Bruxelles fut, singulièrement au 19e siècle, une ville refuge qui accueillit exilés, proscrits et réfugiés victimes de la censure, de la persécution ou de la vindicte de régimes autoritaires. Elle devint aussi, pour des esprits en quête d’apaisement, de renaissance ou de retrouvailles, un havre de paix existentielle, une étape de reconstruction, « une respiration qui leur faisait défaut dans leur pays natal » comme l’écrit l’historien René Maurice, auteur d’un livre passionnant sur « la capitale de la liberté » intitulé La Fugue à Bruxelles — Proscrits, exilés, réfugiés et autres voyageurs (Éditions du Félin, 2003).
La liste des personnalités qui firent halte dans la ville est impressionnante : de Chateaubriand à Lord Byron, de Karl Marx à Victor Hugo, d’Alexandre Dumas à Charles Baudelaire, en y ajoutant, dans le désordre des affinités politiques, les survivants de la Commune, Verlaine et Rimbaud, le général Boulanger, Victor Serge, Léon Daudet (le vrai coupable de l’affaire Dreyfus) ou encore Barbara.
Bruxelles permit, comme le raconte Anne Morelli, à de nombreux révolutionnaires d’y converger et d’y poursuivre leurs combats1.La cité, belle et rebelle, vit passer ou s’établir Lénine et Trotsky, les antifascistes italiens, les antifranquistes espagnols, les juifs polonais, les Grecs et les Portugais luttant contre la dictature, les réfugiés chiliens victimes de la sanglante répression de Pinochet ou les rescapés du génocide au Rwanda. Jusqu’à nos jours, du parc Maximilien aux farouches opposants à Erdogan, des rescapés de la Palestine à ceux de la Syrie ou du Soudan, malgré les arbitraires administratifs et la xénophobie de certains politiques.
Cette ville-monde, cosmopolite et cosmopolitique, où se déroule le plus grand nombre de manifestations de la planète, où les squatteurs, les rappeurs et les tagueurs réinventent la ville, où trop peu de pouvoirs publics visionnaires reconfigurent l’urbanisme, est aussi le siège de cette métonymie capitale : en dehors de la Belgique, Bruxelles, c’est d’abord le symbole de l’Union Européenne.

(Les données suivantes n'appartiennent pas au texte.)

//! Immutable on-disk inverted-index segments ("TFiles", §4.5).
//!
//! A TFile holds, for one `(suid, colName)` pair, a sorted set of terms
//! each mapped to an ascending `uid` posting list. Segments are written
//! once by [`TFileWriter`] and never mutated in place; [`TFileReader`]
//! opens one (mmap-backed) for point, prefix, and range lookups, and
//! [`ReaderCache`] tracks the newest reader per column so the facade in
//! `fluxstore-indexengine` can swap segments in after a flush without
//! disturbing in-flight searches.
//!
//! ```
//! use fluxstore_core::ColType;
//! use fluxstore_tfile::{TFileReader, TFileWriter};
//!
//! let dir = tempfile::tempdir().unwrap();
//! let writer = TFileWriter::open(dir.path(), 1, "device_id", ColType::Binary).unwrap();
//! let path = writer.put(1, vec![(b"sensor-7".to_vec(), vec![10, 11])], false).unwrap();
//!
//! let reader = TFileReader::open(&path).unwrap();
//! assert_eq!(reader.postings_for_term(b"sensor-7"), Some(vec![10, 11]));
//! ```

#![warn(missing_docs)]

mod format;
mod reader;
mod reader_cache;
mod writer;

pub use format::{segment_filename, Header};
pub use reader::{TFileReader, TermIter};
pub use reader_cache::ReaderCache;
pub use writer::TFileWriter;
//! End-to-end scenarios for the stream state store: the session-window
//! merge-or-create probe, and `opNum`-scoped cursor isolation.

use fluxstore_core::Error;
use fluxstore_keycodec::{SessionKey, WinKey};
use fluxstore_statestore::{StreamState, StreamStateOptions};

fn open_store(dir: &std::path::Path) -> StreamState {
    StreamState::open(StreamStateOptions::new(dir, "task-1")).unwrap()
}

#[test]
fn session_add_if_not_exist_creates_then_merges_then_ranges_find_the_merged_span() {
    let dir = tempfile::tempdir().unwrap();
    let store = open_store(dir.path());
    store.set_number(1);

    // Scenario 5: first probe creates a fresh row.
    let (key1, _, created1) = store
        .session_add_if_not_exist(SessionKey::new(1, 100, 200), 10, 0)
        .unwrap();
    assert!(created1);
    assert_eq!(key1, SessionKey::new(1, 100, 200));

    // A second probe 5 past the first's end, widened by the gap, overlaps
    // and merges rather than creating a second row.
    let (key2, _, created2) = store
        .session_add_if_not_exist(SessionKey::new(1, 205, 210), 10, 0)
        .unwrap();
    assert!(!created2);
    assert_eq!(key2, SessionKey::new(1, 100, 210));

    // A range probe landing inside the merged span finds it.
    let found = store
        .session_get_key_by_range(SessionKey::new(1, 150, 160))
        .unwrap();
    assert_eq!(found, Some(SessionKey::new(1, 100, 210)));
}

#[test]
fn op_num_scoping_isolates_both_point_lookups_and_cursor_walks() {
    let dir = tempfile::tempdir().unwrap();
    let store = open_store(dir.path());

    // Scenario 6: two operators write to the same window key.
    store.set_number(1);
    store.put(WinKey::new(5, 1), b"A").unwrap();
    store.set_number(2);
    store.put(WinKey::new(5, 1), b"B").unwrap();

    store.set_number(1);
    assert_eq!(store.get(WinKey::new(5, 1)).unwrap(), Some(b"A".to_vec()));

    let mut cur = store.state_cursor().unwrap();
    cur.seek_key_next(WinKey::new(0, 1)).unwrap();
    assert!(
        matches!(
            cur.cur_next(),
            Err(Error::OperatorMismatch { expected: 1, actual: 2 })
        ),
        "a cursor opened under opNum 1 must never surface opNum 2's row"
    );
}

Cette Union, si peu sociale, si peu fiscale, synonyme de technobureaucratie, de fonctionnaires surpayés et de déficit d’âme, alliance aujourd’hui chancelante entre démocrates-chrétiens et sociaux-démocrates, vacille malgré les promesses exaltantes des pères fondateurs. Souverainistes et populistes grignotent ses certitudes trop libérales et trop triomphantes. Un partenaire s’en va laborieusement. Et de Lampedusa à Calais, les droits fondamentaux restent le privilège des citoyens européens. Tant pis pour ceux qui sont nés hors de l’espace Schengen. Comme le souligne Régis Debray, l’Europe s’est restructurée et s’est revitalisée chaque fois qu’elle s’est forgée un ennemi commun : hier les Sarrasins, les Ottomans ou Joseph Staline, aujourd’hui l’Islam radical, Vladimir Poutine, le Grand Turc ou les migrants de la Méditerranée ?
Quand on limite la perspective à l’addition du droit et de l’économie, entre des frontières physiques et mentales étanches, on sombre vite dans la misère symbolique, à l’image du graphisme des billets de l’euro. On se prendrait à rêver d’y voir les effigies d’Érasme, de Spinoza ou d’Einstein, génies européens. Ou d’Hugo, de Marx ou de Byron, accueillis en leur temps par la généreuse et gourmande Bruxelles. Mais c’était il y a plus d’un siècle. Un autre esprit soufflait sur le destin de cette ville. Puisse-t-il revivre au cœur de cette Belgique ingouvernable, ilot de solidarité et pont entre toutes les différences.